Quick Hits: Today’s Top Stories
- Hamas returned the bodies of four murdered hostages to Israel on Thursday as part of the U.S.-brokered ceasefire deal. The group was said to include Oded Lifshitz, Shiri Bibas, and her two young sons, Ariel and Kfir. The children’s father, Yarden Bibas, was kidnapped separately and released alive earlier this month. After being handed over by the Red Cross, the bodies were transferred to a forensic institute for final identification. A group of six living hostages is scheduled to be released on Saturday.

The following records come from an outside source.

// Copyright (c) reifydb.com 2025
// This file is licensed under the AGPL-3.0-or-later, see license.md file

use tributary_core::{CappedSourceLoader, OnRecord, RecordId, Result, SourceLoader};
use tributary_type::{Millis, Value};

use crate::hub::Collection;

type TimeOf = Box<dyn Fn(&Value) -> Result<Millis> + Send + Sync>;
type IdOf = Box<dyn Fn(&Value) -> Result<RecordId> + Send + Sync>;

/// A time-filtered scan over a collection, in insertion order.
///
/// Yields every record whose extracted time is at or after the requested
/// start; re-reading from a persisted cursor therefore replays the boundary
/// record, which deduplication absorbs downstream.
pub struct MemorySource {
	collection: Collection,
	time_of: TimeOf,
}

impl MemorySource {
	pub fn new(collection: Collection, time_of: impl Fn(&Value) -> Result<Millis> + Send + Sync + 'static) -> Self {
		Self { collection, time_of: Box::new(time_of) }
	}
}

impl SourceLoader for MemorySource {
	fn load(&self, start: Millis, on_record: OnRecord) -> Result<()> {
		for record in self.collection.snapshot() {
			if (self.time_of)(&record)? >= start {
				on_record(record)?;
			}
		}
		Ok(())
	}
}

/// The tail of a ring-buffer collection.
///
/// When the remembered id is still visible the tail starts at that record
/// (inclusive), which is how the capped orchestrator recognizes overlap;
/// when the ring has rotated past it, the tail starts at the ring's current
/// beginning. An empty remembered id also reads from the beginning.
pub struct MemoryCappedSource {
	collection: Collection,
	id_of: IdOf,
}

impl MemoryCappedSource {
	pub fn new(collection: Collection, id_of: impl Fn(&Value) -> Result<RecordId> + Send + Sync + 'static) -> Self {
		Self { collection, id_of: Box::new(id_of) }
	}
}

impl CappedSourceLoader for MemoryCappedSource {
	fn load(&self, start: &RecordId, on_record: OnRecord) -> Result<()> {
		let records = self.collection.snapshot();

		let mut from = 0;
		if !start.is_empty() {
			for (index, record) in records.iter().enumerate() {
				if (self.id_of)(record)? == *start {
					from = index;
					break;
				}
			}
		}

		for record in records.into_iter().skip(from) {
			on_record(record)?;
		}
		Ok(())
	}
}

#[cfg(test)]
mod tests {
	use tributary_type::ValueMap;

	use super::*;

	fn record(id: &str, time: i64) -> Value {
		let mut entries = ValueMap::new();
		entries.insert("_id".to_string(), Value::from(id));
		entries.insert("when".to_string(), Value::from(Millis::new(time)));
		Value::Map(entries)
	}

	fn time_of(record: &Value) -> Result<Millis> {
		Ok(record.get("when")?.as_timestamp()?)
	}

	fn id_of(record: &Value) -> Result<RecordId> {
		Ok(RecordId::new(record.get("_id")?.as_text()?))
	}

	fn seeded() -> Collection {
		let collection = Collection::default();
		collection.insert(record("a", 1000));
		collection.insert(record("b", 2000));
		collection.insert(record("c", 3000));
		collection
	}

	#[test]
	fn test_source_filters_by_time_inclusive() {
		let source = MemorySource::new(seeded(), time_of);
		let mut seen = Vec::new();
		source
			.load(Millis::new(2000), &mut |record| {
				seen.push(record.get("_id").unwrap().as_text().unwrap().to_string());
				Ok(())
			})
			.unwrap();
		assert_eq!(seen, ["b", "c"]);
	}

	#[test]
	fn test_source_from_zero_yields_everything() {
		let source = MemorySource::new(seeded(), time_of);
		let mut count = 0;
		source
			.load(Millis::ZERO, &mut |_| {
				count += 1;
				Ok(())
			})
			.unwrap();
		assert_eq!(count, 3);
	}

	#[test]
	fn test_capped_tail_starts_at_the_remembered_id() {
		let source = MemoryCappedSource::new(seeded(), id_of);
		let mut seen = Vec::new();
		source
			.load(&RecordId::new("b"), &mut |record| {
				seen.push(record.get("_id").unwrap().as_text().unwrap().to_string());
				Ok(())
			})
			.unwrap();
		assert_eq!(seen, ["b", "c"]);
	}

	#[test]
	fn test_capped_tail_after_rotation_starts_at_the_ring_head() {
		let collection = seeded();
		collection.evict_to(2);
		let source = MemoryCappedSource::new(collection, id_of);
		let mut seen = Vec::new();
		source
			.load(&RecordId::new("a"), &mut |record| {
				seen.push(record.get("_id").unwrap().as_text().unwrap().to_string());
				Ok(())
			})
			.unwrap();
		assert_eq!(seen, ["b", "c"]);
	}
}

- President Donald Trump and Ukrainian President Volodymyr Zelenksy traded barbs Wednesday as the U.S. negotiates with Russia on an end to the war in Ukraine. Trump described Zelensky as a “dictator without elections,” while the Ukrainian leader accused Trump of amplifying Russian disinformation. The exchange followed the start of high-level talks between U.S. and Russian officials in Saudi Arabia aimed at ending Russia’s war with Ukraine, though Zelensky said his country had been excluded from the meetings. Russian President Vladimir Putin, meanwhile, praised the “very friendly” atmosphere of the negotiations and the American officials in attendance. “On the American side, there were completely different people who were open to the negotiation process without any bias, without any condemnation of what was done in the past,” he said.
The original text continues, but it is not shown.